■ DATA FOR ANALYSIS ■
········
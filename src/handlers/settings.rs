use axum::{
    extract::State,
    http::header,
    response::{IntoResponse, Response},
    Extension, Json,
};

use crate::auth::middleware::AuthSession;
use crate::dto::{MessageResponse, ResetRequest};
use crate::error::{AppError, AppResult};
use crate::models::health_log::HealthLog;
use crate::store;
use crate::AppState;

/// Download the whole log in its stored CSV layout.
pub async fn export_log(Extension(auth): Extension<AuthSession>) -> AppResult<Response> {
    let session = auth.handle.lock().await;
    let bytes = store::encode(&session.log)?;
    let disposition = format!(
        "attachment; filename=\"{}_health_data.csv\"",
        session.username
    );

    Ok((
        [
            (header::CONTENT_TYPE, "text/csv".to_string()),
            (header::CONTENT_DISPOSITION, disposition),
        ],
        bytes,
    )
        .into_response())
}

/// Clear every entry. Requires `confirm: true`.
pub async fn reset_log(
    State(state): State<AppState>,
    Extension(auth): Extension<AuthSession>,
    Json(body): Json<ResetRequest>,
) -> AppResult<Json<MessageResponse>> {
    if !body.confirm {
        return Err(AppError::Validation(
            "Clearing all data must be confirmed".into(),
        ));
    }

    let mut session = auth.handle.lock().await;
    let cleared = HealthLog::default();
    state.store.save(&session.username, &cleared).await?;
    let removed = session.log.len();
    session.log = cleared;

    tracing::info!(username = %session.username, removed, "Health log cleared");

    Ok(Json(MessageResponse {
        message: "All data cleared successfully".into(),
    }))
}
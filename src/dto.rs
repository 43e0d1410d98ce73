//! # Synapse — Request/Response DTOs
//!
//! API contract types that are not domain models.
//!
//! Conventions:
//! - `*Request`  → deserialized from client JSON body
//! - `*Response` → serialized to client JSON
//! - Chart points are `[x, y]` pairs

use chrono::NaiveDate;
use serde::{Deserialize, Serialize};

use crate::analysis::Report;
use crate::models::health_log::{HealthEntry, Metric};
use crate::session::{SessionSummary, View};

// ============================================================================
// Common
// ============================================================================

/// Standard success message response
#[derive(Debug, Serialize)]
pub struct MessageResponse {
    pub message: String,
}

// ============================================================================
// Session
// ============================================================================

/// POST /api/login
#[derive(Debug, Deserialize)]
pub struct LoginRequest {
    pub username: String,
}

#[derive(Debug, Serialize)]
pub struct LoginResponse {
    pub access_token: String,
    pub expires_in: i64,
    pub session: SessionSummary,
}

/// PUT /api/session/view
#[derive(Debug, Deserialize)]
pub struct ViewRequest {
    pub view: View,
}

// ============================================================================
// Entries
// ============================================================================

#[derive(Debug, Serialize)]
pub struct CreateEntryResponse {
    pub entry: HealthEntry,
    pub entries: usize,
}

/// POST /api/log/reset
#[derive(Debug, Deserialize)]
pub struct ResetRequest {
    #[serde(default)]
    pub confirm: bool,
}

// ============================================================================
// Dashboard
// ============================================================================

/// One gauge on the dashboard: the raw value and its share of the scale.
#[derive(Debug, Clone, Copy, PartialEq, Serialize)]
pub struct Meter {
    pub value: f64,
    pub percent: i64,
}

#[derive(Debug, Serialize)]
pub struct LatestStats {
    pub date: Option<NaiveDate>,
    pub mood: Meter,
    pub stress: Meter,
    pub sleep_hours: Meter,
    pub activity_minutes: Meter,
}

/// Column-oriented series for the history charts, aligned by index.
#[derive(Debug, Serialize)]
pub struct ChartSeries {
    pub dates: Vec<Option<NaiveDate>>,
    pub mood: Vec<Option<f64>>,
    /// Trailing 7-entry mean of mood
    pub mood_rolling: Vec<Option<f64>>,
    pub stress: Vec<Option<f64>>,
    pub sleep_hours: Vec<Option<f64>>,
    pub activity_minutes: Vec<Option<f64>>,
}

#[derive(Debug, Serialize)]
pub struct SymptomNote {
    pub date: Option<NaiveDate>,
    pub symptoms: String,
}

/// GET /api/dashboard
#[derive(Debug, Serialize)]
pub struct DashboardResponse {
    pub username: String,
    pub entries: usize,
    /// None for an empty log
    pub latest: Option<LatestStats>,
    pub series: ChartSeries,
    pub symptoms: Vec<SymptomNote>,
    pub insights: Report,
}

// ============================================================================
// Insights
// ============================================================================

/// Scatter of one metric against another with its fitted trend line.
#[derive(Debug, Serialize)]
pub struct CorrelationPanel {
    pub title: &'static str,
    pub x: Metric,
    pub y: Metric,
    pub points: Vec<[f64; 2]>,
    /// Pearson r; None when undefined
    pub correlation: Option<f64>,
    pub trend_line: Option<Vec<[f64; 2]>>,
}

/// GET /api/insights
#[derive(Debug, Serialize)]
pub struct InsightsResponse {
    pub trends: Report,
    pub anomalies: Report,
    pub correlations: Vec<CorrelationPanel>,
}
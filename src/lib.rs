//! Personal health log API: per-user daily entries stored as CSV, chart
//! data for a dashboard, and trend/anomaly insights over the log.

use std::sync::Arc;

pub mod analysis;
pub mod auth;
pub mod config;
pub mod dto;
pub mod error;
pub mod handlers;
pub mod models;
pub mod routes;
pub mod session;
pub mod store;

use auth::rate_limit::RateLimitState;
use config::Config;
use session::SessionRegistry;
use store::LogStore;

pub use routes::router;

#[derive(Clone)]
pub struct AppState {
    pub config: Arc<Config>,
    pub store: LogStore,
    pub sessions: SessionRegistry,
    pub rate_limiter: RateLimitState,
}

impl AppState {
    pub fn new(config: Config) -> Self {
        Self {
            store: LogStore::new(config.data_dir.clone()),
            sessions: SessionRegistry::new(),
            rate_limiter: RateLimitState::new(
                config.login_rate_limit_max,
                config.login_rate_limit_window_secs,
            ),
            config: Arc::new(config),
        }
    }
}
········
■ EXERCISE BRIEF ■
What's wanted here is every record, retyped exactly as shown above.

■ RESPONSE TO THIS EXERCISE ■
filename src/handlers/settings.rs
use axum::{
    extract::State,
    http::header,
    response::{IntoResponse, Response},
    Extension, Json,
};

use crate::auth::middleware::AuthSession;
use crate::dto::{MessageResponse, ResetRequest};
use crate::error::{AppError, AppResult};
use crate::models::health_log::HealthLog;
use crate::store;
use crate::AppState;

/// Download the whole log in its stored CSV layout.
pub async fn export_log(Extension(auth): Extension<AuthSession>) -> AppResult<Response> {
    let session = auth.handle.lock().await;
    let bytes = store::encode(&session.log)?;
    let disposition = format!(
        "attachment; filename=\"{}_health_data.csv\"",
        session.username
    );

    Ok((
        [
            (header::CONTENT_TYPE, "text/csv".to_string()),
            (header::CONTENT_DISPOSITION, disposition),
        ],
        bytes,
    )
        .into_response())
}

/// Clear every entry. Requires `confirm: true`.
pub async fn reset_log(
    State(state): State<AppState>,
    Extension(auth): Extension<AuthSession>,
    Json(body): Json<ResetRequest>,
) -> AppResult<Json<MessageResponse>> {
    if !body.confirm {
        return Err(AppError::Validation(
            "Clearing all data must be confirmed".into(),
        ));
    }

    let mut session = auth.handle.lock().await;
    let cleared = HealthLog::default();
    state.store.save(&session.username, &cleared).await?;
    let removed = session.log.len();
    session.log = cleared;

    tracing::info!(username = %session.username, removed, "Health log cleared");

    Ok(Json(MessageResponse {
        message: "All data cleared successfully".into(),
    }))
}
filename src/dto.rs
repository 43e0d1410d98ce73
//! # Synapse — Request/Response DTOs
//!
//! API contract types that are not domain models.
//!
//! Conventions:
//! - `*Request`  → deserialized from client JSON body
//! - `*Response` → serialized to client JSON
//! - Chart points are `[x, y]` pairs

use chrono::NaiveDate;
use serde::{Deserialize, Serialize};

use crate::analysis::Report;
use crate::models::health_log::{HealthEntry, Metric};
use crate::session::{SessionSummary, View};

// ============================================================================
// Common
// ============================================================================

/// Standard success message response
#[derive(Debug, Serialize)]
pub struct MessageResponse {
    pub message: String,
}

// ============================================================================
// Session
// ============================================================================

/// POST /api/login
#[derive(Debug, Deserialize)]
pub struct LoginRequest {
    pub username: String,
}

#[derive(Debug, Serialize)]
pub struct LoginResponse {
    pub access_token: String,
    pub expires_in: i64,
    pub session: SessionSummary,
}

/// PUT /api/session/view
#[derive(Debug, Deserialize)]
pub struct ViewRequest {
    pub view: View,
}

// ============================================================================
// Entries
// ============================================================================

#[derive(Debug, Serialize)]
pub struct CreateEntryResponse {
    pub entry: HealthEntry,
    pub entries: usize,
}

/// POST /api/log/reset
#[derive(Debug, Deserialize)]
pub struct ResetRequest {
    #[serde(default)]
    pub confirm: bool,
}

// ============================================================================
// Dashboard
// ============================================================================

/// One gauge on the dashboard: the raw value and its share of the scale.
#[derive(Debug, Clone, Copy, PartialEq, Serialize)]
pub struct Meter {
    pub value: f64,
    pub percent: i64,
}

#[derive(Debug, Serialize)]
pub struct LatestStats {
    pub date: Option<NaiveDate>,
    pub mood: Meter,
    pub stress: Meter,
    pub sleep_hours: Meter,
    pub activity_minutes: Meter,
}

/// Column-oriented series for the history charts, aligned by index.
#[derive(Debug, Serialize)]
pub struct ChartSeries {
    pub dates: Vec<Option<NaiveDate>>,
    pub mood: Vec<Option<f64>>,
    /// Trailing 7-entry mean of mood
    pub mood_rolling: Vec<Option<f64>>,
    pub stress: Vec<Option<f64>>,
    pub sleep_hours: Vec<Option<f64>>,
    pub activity_minutes: Vec<Option<f64>>,
}

#[derive(Debug, Serialize)]
pub struct SymptomNote {
    pub date: Option<NaiveDate>,
    pub symptoms: String,
}

/// GET /api/dashboard
#[derive(Debug, Serialize)]
pub struct DashboardResponse {
    pub username: String,
    pub entries: usize,
    /// None for an empty log
    pub latest: Option<LatestStats>,
    pub series: ChartSeries,
    pub symptoms: Vec<SymptomNote>,
    pub insights: Report,
}

// ============================================================================
// Insights
// ============================================================================

/// Scatter of one metric against another with its fitted trend line.
#[derive(Debug, Serialize)]
pub struct CorrelationPanel {
    pub title: &'static str,
    pub x: Metric,
    pub y: Metric,
    pub points: Vec<[f64; 2]>,
    /// Pearson r; None when undefined
    pub correlation: Option<f64>,
    pub trend_line: Option<Vec<[f64; 2]>>,
}

/// GET /api/insights
#[derive(Debug, Serialize)]
pub struct InsightsResponse {
    pub trends: Report,
    pub anomalies: Report,
    pub correlations: Vec<CorrelationPanel>,
}
filename src/lib.rs
//! Personal health log API: per-user daily entries stored as CSV, chart
//! data for a dashboard, and trend/anomaly insights over the log.

use std::sync::Arc;

pub mod analysis;
pub mod auth;
pub mod config;
pub mod dto;
pub mod error;
pub mod handlers;
pub mod models;
pub mod routes;
pub mod session;
pub mod store;

use auth::rate_limit::RateLimitState;
use config::Config;
use session::SessionRegistry;
use store::LogStore;

pub use routes::router;

#[derive(Clone)]
pub struct AppState {
    pub config: Arc<Config>,
    pub store: LogStore,
    pub sessions: SessionRegistry,
    pub rate_limiter: RateLimitState,
}

impl AppState {
    pub fn new(config: Config) -> Self {
        Self {
            store: LogStore::new(config.data_dir.clone()),
            sessions: SessionRegistry::new(),
            rate_limiter: RateLimitState::new(
                config.login_rate_limit_max,
                config.login_rate_limit_window_secs,
            ),
            config: Arc::new(config),
        }
    }
}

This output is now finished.